И подобно чистяковскому «чемодану», означавшему неловкую, тупую живопись, существовал серовский «кирпич»…
Они привыкли друг к другу: Серов к ученикам, ученики к Серову. Им уже не казалось оскорбительным, что он трогает их работы, не казалось, что он их работы портит. Больше того, к этюдам, которых касалась кисть Серова, ученики старались не притрагиваться и сберегали их как реликвии. Один из таких этюдов хранился у писателя В. А. Гиляровского, которому он был подарен учеником Серова Струнниковым[22].
О своей картине «Балерина», поправленной Серовым, пишет Мария Павловна Чехова[23].
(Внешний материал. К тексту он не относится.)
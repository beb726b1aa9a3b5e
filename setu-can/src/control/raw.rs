//! Raw manual control
//!
//! Ignores the received AS/AMI pair. Sticks map straight to steer/speed/brake;
//! four buttons latch the remaining requests. Button actions are driven by
//! press counters rather than pressed state, so every counted press is
//! replayed exactly once even when several land between evaluations.

use super::axis::{ManualLimits, manual_drive};
use super::{ControlLogic, ControlOutput};
use crate::core::types::{ControlVector, GamepadInputs, MissionState, TRACKED_BUTTONS};
use crate::telemetry::MissionLabel;

/// Raw-mode mission status cycle, unrelated to the state-mode values
#[derive(Debug, Clone, Copy, Default, PartialEq, Eq)]
#[repr(u8)]
pub enum RawMissionStep {
    #[default]
    Idle = 0,
    Selected = 1,
    Driving = 2,
    Finished = 3,
}

impl RawMissionStep {
    /// 0 -> 1 -> 2 -> 3 -> 0
    pub fn next(self) -> Self {
        match self {
            Self::Idle => Self::Selected,
            Self::Selected => Self::Driving,
            Self::Driving => Self::Finished,
            Self::Finished => Self::Idle,
        }
    }
}

/// Latched raw-mode control
#[derive(Debug, Clone)]
pub struct RawManualControl {
    limits: ManualLimits,
    drive_torque: i32,
    step: RawMissionStep,
    direction: u8,
    estop: u8,
    torque: i32,
    /// Press count already applied, per button
    watermarks: [u32; TRACKED_BUTTONS],
}

impl RawManualControl {
    /// Presses counted before `initial_counts` are never replayed
    pub fn new(limits: ManualLimits, drive_torque: i32, initial_counts: [u32; TRACKED_BUTTONS]) -> Self {
        Self {
            limits,
            drive_torque,
            step: RawMissionStep::Idle,
            direction: 0,
            estop: 0,
            torque: 0,
            watermarks: initial_counts,
        }
    }

    pub fn step(&self) -> RawMissionStep {
        self.step
    }

    fn apply_press(&mut self, button: usize) {
        match button {
            0 => self.step = self.step.next(),
            1 => self.direction ^= 1,
            2 => self.estop ^= 1,
            3 => {
                self.torque = if self.torque == self.drive_torque {
                    0
                } else {
                    self.drive_torque
                };
            }
            _ => {}
        }
    }

    /// Replay every press counted since the last evaluation
    fn replay_presses(&mut self, counts: &[u32; TRACKED_BUTTONS]) {
        for button in 0..TRACKED_BUTTONS {
            while self.watermarks[button] < counts[button] {
                self.apply_press(button);
                self.watermarks[button] += 1;
            }
        }
    }
}

impl ControlLogic for RawManualControl {
    fn name(&self) -> &'static str {
        "raw"
    }

    fn ticks_mission_timer(&self, _mission: &MissionState) -> bool {
        false
    }

    fn evaluate(
        &mut self,
        _mission: &MissionState,
        inputs: &GamepadInputs,
        _timer_ms: u32,
    ) -> ControlOutput {
        self.replay_presses(&inputs.press_counts);
        let drive = manual_drive(inputs, &self.limits);

        ControlOutput {
            control: ControlVector {
                mission_status: self.step as u8,
                steer: drive.steer,
                speed: drive.speed,
                torque: self.torque,
                brake: drive.brake,
                direction: self.direction,
                estop: self.estop,
            },
            label: MissionLabel {
                label: "RAW_MANUAL".to_string(),
                status_text: "Raw manual latched control".to_string(),
                ready_to_drive: self.step != RawMissionStep::Idle,
            },
            reset_timer: true,
        }
    }
}

#[cfg(test)]
mod tests {
    use super::*;

    fn presses(counts: [u32; 4]) -> GamepadInputs {
        GamepadInputs {
            press_counts: counts,
            ..Default::default()
        }
    }

    #[test]
    fn test_counter_jump_replays_each_press() {
        let mut logic = RawManualControl::new(ManualLimits::default(), 1950, [0; 4]);
        let m = MissionState::default();

        let out = logic.evaluate(&m, &presses([3, 0, 0, 0]), 0);
        assert_eq!(out.control.mission_status, 3);

        // Same count again: no replay
        let out = logic.evaluate(&m, &presses([3, 0, 0, 0]), 0);
        assert_eq!(out.control.mission_status, 3);

        let out = logic.evaluate(&m, &presses([4, 0, 0, 0]), 0);
        assert_eq!(out.control.mission_status, 0);
    }

    #[test]
    fn test_toggles() {
        let mut logic = RawManualControl::new(ManualLimits::default(), 1950, [0; 4]);
        let m = MissionState::default();

        let out = logic.evaluate(&m, &presses([0, 1, 1, 1]), 0);
        assert_eq!(out.control.direction, 1);
        assert_eq!(out.control.estop, 1);
        assert_eq!(out.control.torque, 1950);
        assert!(!out.control.allow_torque());

        // Two more presses of each: back to the same state
        let out = logic.evaluate(&m, &presses([0, 3, 3, 3]), 0);
        assert_eq!(out.control.direction, 1);
        assert_eq!(out.control.estop, 1);
        assert_eq!(out.control.torque, 1950);

        let out = logic.evaluate(&m, &presses([0, 4, 4, 4]), 0);
        assert_eq!((out.control.direction, out.control.estop, out.control.torque), (0, 0, 0));
    }

    #[test]
    fn test_initial_counts_not_replayed() {
        let mut logic = RawManualControl::new(ManualLimits::default(), 1950, [5, 2, 0, 0]);
        let out = logic.evaluate(&MissionState::default(), &presses([5, 2, 0, 0]), 0);
        assert_eq!(out.control.mission_status, 0);
        assert_eq!(out.control.direction, 0);
    }

    #[test]
    fn test_ignores_received_state() {
        let mut logic = RawManualControl::new(ManualLimits::default(), 1950, [0; 4]);
        let m = MissionState {
            as_state: 3,
            ami_state: 5,
            ..Default::default()
        };
        let inputs = GamepadInputs {
            y: -1.0,
            ..Default::default()
        };
        let out = logic.evaluate(&m, &inputs, 5000);
        assert_eq!(out.control.speed, 4000);
        assert_eq!(out.label.label, "RAW_MANUAL");
        assert!(!out.label.ready_to_drive);
        assert!(out.reset_timer);
        assert!(!logic.ticks_mission_timer(&m));
    }

    #[test]
    fn test_step_cycle() {
        let mut step = RawMissionStep::Idle;
        let seen: Vec<u8> = (0..5)
            .map(|_| {
                step = step.next();
                step as u8
            })
            .collect();
        assert_eq!(seen, vec![1, 2, 3, 0, 1]);
    }
}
Многие ученики, окончив школу, оставались совершенствоваться в специальной мастерской, которую устроил Серов. Другие уезжали в Петербург в Академию. Они делали это с нескрываемым сожалением, но вынуждены были идти на такой шаг. Причиной было безденежье, нужда…
– Ничего не поделаешь, – говорили они, оправдываясь, – там много льгот. Хорошая столовая. Да и уроки легче найти в Петербурге. В случае удачи – мастерская для работы, а потом – командировка за границу.
Но, попав в холодный Петербург, в казенную атмосферу Академии, они чувствовали себя сиротливо и отчужденно. И тут только начинали сознавать, кем был для них Серов.
Почти все они в Академии попадали в мастерскую Репина, и Репин потом вспоминал: «Они с гордостью группировались особо. „Валентин Александрович, Валентин Александрович“, – не сходило у них с языка. И в работе их сейчас же можно было узнать благородство серовского тона, любовь к форме и живую изящную простоту его техники и общих построений картины».
И все же не было полного согласия, полного единства мнений между Серовым и его учениками. Грабарь пишет, что, когда Серов вышел из состава преподавателей училища, как-то при встрече с ним он спросил «о причинах, побудивших его к выходу. По его словам, официально выставленная причина – неуважение его просьбы о допущении Голубкиной для занятий в скульптурную мастерскую – была только последним толчком. Он давно уже собирался уходить, ясно понимая, что между ним и значительной частью его учеников рухнули последние устои соединявшего их моста и открылась бездна. Они рвались к абсолютной, не терпящей рассуждений и не переносящей никаких „но“ свободе, а он твердо верил, что в школе ее быть не должно и что даже та относительная свобода, с которой он под напором духа времени мирился, шла во вред делу. „Поставить бы им гипсы и заставить острым карандашиком оттачивать глазок Люция Вера“, – говорил он совершенно серьезно, ибо рисование с гипса вовсе не считал „допотопным методом“. Видя, что его все равно не поймут, ибо говорят они на совершенно различных языках, и зная ясно, что моста никак не наведешь, он предпочел уйти, ибо питал органическое отвращение ко всем видам принуждения».
Находились будто бы даже такие ученики, которые считали его чуть ли не ретроградом, художником и педагогом, отстаивавшим вчерашний день в искусстве, не понимавшим и не принимавшим новых направлений, идущих дальше его самого и его единомышленников, и сопротивлявшимся этим направлениям.
Но они были не правы. «Серов не против Пикассо и Матисса восставал, – пишет Петров-Водкин, – он как профессионал видел, что все дороги ведут в Рим, что во Франции куется большое дело; он возмущался обезьяньей переимчивостью нашей, бравшей только поверхностный стиль французских модернистов, только мерявшей чужие рубахи на грязное тело.
Серов омрачнел не оттого, что им начали швыряться, а оттого, что молодежь с полдороги каких-либо профессиональных знаний бросалась в готовый стиль, и Серов бросил Московское училище и вообще педагогику».
Все это, однако, было так и не так. В дальнейшем, когда будут изложены подробности конфликта, вызванного недопущением в училище Голубкиной, станет совершенно очевидно, чтó явилось причиной ухода Серова. Сейчас же надо лишь сказать, что разногласия между Серовым и учениками действительно существовали. И Серов, быть может, не совсем был прав, взваливая всю вину за это на одних лишь учеников, часть ее была и на нем, на его системе преподавания.